A desigualdade social e o desmazelo geral estão nos tornando
um país estúpido, violento e cruel
Duvido que algum país tenha um número de irresponsáveis
por metro quadrado comparável ao nosso. Baseando o cálculo só no circuito
institucional sediado em Brasília, excluindo o resto do País, nossa vantagem
sobre o resto do mundo nesse quesito deve ser acachapante.

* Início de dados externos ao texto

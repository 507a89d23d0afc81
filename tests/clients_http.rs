//! HTTP client behavior against a mock server: pagination offsets, retry
//! on rate limits, error classification.

use serde_json::json;
use wiremock::matchers::{method, path, query_param};
use wiremock::{Mock, MockServer, ResponseTemplate};

use voicetasks::clients::clickup::{ClickUpClient, TaskPayload};
use voicetasks::clients::{MessageSource, SpeechToText, TaskSink, TelegramClient};
use voicetasks::clients::OpenAiClient;
use voicetasks::error::ClientError;
use voicetasks::retry::RetryPolicy;

fn fast_retry() -> RetryPolicy {
    RetryPolicy {
        max_attempts: 3,
        initial_delay_ms: 1,
        max_delay_ms: 5,
        backoff_multiplier: 2.0,
    }
}

fn telegram(server: &MockServer) -> TelegramClient {
    TelegramClient::new("TOKEN".to_string(), "123", fast_retry())
        .unwrap()
        .with_base_url(server.uri())
}

fn clickup(server: &MockServer) -> ClickUpClient {
    ClickUpClient::new("pk_token".to_string(), "900".to_string(), None, fast_retry())
        .with_base_url(server.uri())
}

#[tokio::test]
async fn fetch_since_uses_cursor_offset_and_filters() {
    let server = MockServer::start().await;

    Mock::given(method("GET"))
        .and(path("/botTOKEN/getUpdates"))
        .and(query_param("offset", "11"))
        .respond_with(ResponseTemplate::new(200).set_body_json(json!({
            "ok": true,
            "result": [
                {
                    "update_id": 11,
                    "message": {
                        "chat": {"id": 123},
                        "date": 1_900_000_000i64,
                        "from": {"first_name": "Ivan"},
                        "voice": {"file_id": "f1", "duration": 9, "mime_type": "audio/ogg"}
                    }
                },
                {
                    "update_id": 12,
                    "message": {
                        "chat": {"id": 999},
                        "date": 1_900_000_000i64,
                        "voice": {"file_id": "f2", "duration": 3}
                    }
                },
                {
                    "update_id": 13,
                    "message": {"chat": {"id": 123}, "date": 1_900_000_000i64}
                }
            ]
        })))
        .expect(1)
        .mount(&server)
        .await;

    let result = telegram(&server).fetch_since(Some(10), 1).await.unwrap();

    // Only the in-chat voice message survives, but the cursor covers
    // everything that was fetched
    assert_eq!(result.messages.len(), 1);
    assert_eq!(result.messages[0].update_id, 11);
    assert_eq!(result.max_update_id, Some(13));
}

#[tokio::test]
async fn fetch_since_surfaces_api_errors() {
    let server = MockServer::start().await;

    Mock::given(method("GET"))
        .and(path("/botTOKEN/getUpdates"))
        .respond_with(ResponseTemplate::new(200).set_body_json(json!({
            "ok": false,
            "description": "Unauthorized"
        })))
        .mount(&server)
        .await;

    let err = telegram(&server).fetch_since(None, 1).await.unwrap_err();
    assert!(matches!(err, ClientError::Validation(_)));
}

#[tokio::test]
async fn download_audio_resolves_file_path() {
    let server = MockServer::start().await;

    Mock::given(method("GET"))
        .and(path("/botTOKEN/getFile"))
        .and(query_param("file_id", "f1"))
        .respond_with(ResponseTemplate::new(200).set_body_json(json!({
            "ok": true,
            "result": {"file_path": "voice/file_1.oga"}
        })))
        .mount(&server)
        .await;

    Mock::given(method("GET"))
        .and(path("/file/botTOKEN/voice/file_1.oga"))
        .respond_with(ResponseTemplate::new(200).set_body_bytes(b"OggS...".to_vec()))
        .mount(&server)
        .await;

    let audio = telegram(&server).download_audio("f1").await.unwrap();
    assert_eq!(audio, b"OggS...".to_vec());
}

#[tokio::test]
async fn create_task_retries_rate_limit() {
    let server = MockServer::start().await;

    Mock::given(method("POST"))
        .and(path("/list/900/task"))
        .respond_with(
            ResponseTemplate::new(429)
                .insert_header("Retry-After", "0")
                .set_body_string("slow down"),
        )
        .up_to_n_times(1)
        .expect(1)
        .mount(&server)
        .await;

    Mock::given(method("POST"))
        .and(path("/list/900/task"))
        .respond_with(ResponseTemplate::new(200).set_body_json(json!({"id": "abc123"})))
        .expect(1)
        .mount(&server)
        .await;

    let payload = TaskPayload {
        name: "Review report".to_string(),
        description: String::new(),
        priority: 3,
        due_date: None,
        assignees: Vec::new(),
    };

    let task_id = clickup(&server).create_task(&payload).await.unwrap();
    assert_eq!(task_id, "abc123");
}

#[tokio::test]
async fn create_task_auth_failure_is_fatal_and_not_retried() {
    let server = MockServer::start().await;

    Mock::given(method("POST"))
        .and(path("/list/900/task"))
        .respond_with(ResponseTemplate::new(401).set_body_string("bad token"))
        .expect(1)
        .mount(&server)
        .await;

    let payload = TaskPayload {
        name: "X".to_string(),
        description: String::new(),
        priority: 3,
        due_date: None,
        assignees: Vec::new(),
    };

    let err = clickup(&server).create_task(&payload).await.unwrap_err();
    assert!(err.is_fatal());
}

#[tokio::test]
async fn member_map_failure_degrades_to_empty() {
    let server = MockServer::start().await;

    Mock::given(method("GET"))
        .and(path("/list/900"))
        .respond_with(ResponseTemplate::new(404).set_body_string("no such list"))
        .mount(&server)
        .await;

    let map = clickup(&server).member_map().await.unwrap();
    assert!(map.is_empty());
}

#[tokio::test]
async fn member_map_parses_users() {
    let server = MockServer::start().await;

    Mock::given(method("GET"))
        .and(path("/list/900"))
        .respond_with(ResponseTemplate::new(200).set_body_json(json!({
            "members": [
                {"user": {"id": 7, "username": "Ivan", "email": "ivan@x.io"}}
            ]
        })))
        .mount(&server)
        .await;

    let map = clickup(&server).member_map().await.unwrap();
    assert_eq!(map["ivan"], vec![7]);
    assert_eq!(map["ivan@x.io"], vec![7]);
}

#[tokio::test]
async fn transcribe_returns_trimmed_text() {
    let server = MockServer::start().await;

    Mock::given(method("POST"))
        .and(path("/audio/transcriptions"))
        .respond_with(ResponseTemplate::new(200).set_body_json(json!({
            "text": "  нужно проверить отчет  ",
            "language": "russian"
        })))
        .mount(&server)
        .await;

    let client = OpenAiClient::new("sk-test".to_string(), Some("ru".to_string()), fast_retry())
        .with_base_url(server.uri());

    let transcript = client
        .transcribe(b"OggS...".to_vec(), "voice_11.ogg")
        .await
        .unwrap();

    assert_eq!(transcript.text, "нужно проверить отчет");
    assert_eq!(transcript.language, "russian");
}

#[tokio::test]
async fn transcribe_retries_server_errors() {
    let server = MockServer::start().await;

    Mock::given(method("POST"))
        .and(path("/audio/transcriptions"))
        .respond_with(ResponseTemplate::new(503))
        .up_to_n_times(2)
        .mount(&server)
        .await;

    Mock::given(method("POST"))
        .and(path("/audio/transcriptions"))
        .respond_with(ResponseTemplate::new(200).set_body_json(json!({"text": "ok"})))
        .expect(1)
        .mount(&server)
        .await;

    let client = OpenAiClient::new("sk-test".to_string(), None, fast_retry())
        .with_base_url(server.uri());

    let transcript = client.transcribe(vec![1, 2, 3], "a.ogg").await.unwrap();
    assert_eq!(transcript.text, "ok");
}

Para bem aquilatarmos a extensão da coisa, tanto faz
começarmos pelo lado grotesco – lagostas, vinhos de qualidade, auxílio-paletó,
auxílio-moradia – ou pelo lado teratológico, quero dizer, pelo contingente de
26 milhões de pessoas sem trabalho, por nosso sistema educacional, horroroso
nos três níveis, pela corrupção de proporções amazônicas, pela taxa de
homicídios subindo de patamar e agora, para nosso infinito espanto, pelo
rompimento de barragens causando danos irreparáveis a algumas de nossas mais
importantes bacias hídricas. Culpa de Deus? Não, culpa da ignorância técnica,
da falta de fiscalização e do desprezo pela natureza e pela vida das
coletividades que vivem nas proximidades. A verdade é uma só: a desigualdade
social e o desmazelo generalizado estão nos tornando um país estúpido, violento
e cruel.
Se nossa renda por habitante crescer 1,5% este ano (o que
não é trivial) e essa taxa se mantiver por um longo período, levaremos 47 anos
para dobrá-la e alcançar o nível que Portugal já hoje desfruta. Repito: 47
anos. Essa projeção macabra deveria ser suficiente para mudar as atitudes e
padrões éticos dos donos do poder. Deveria ser uma espada de Dâmocles obrigando
os três Poderes a se levarem mais a sério e a tratar com respeito os 207
milhões de habitantes deste país “abençoado por natureza”. O que vemos
acontecer diuturnamente em Brasília dista anos-luz desse mandamento elementar.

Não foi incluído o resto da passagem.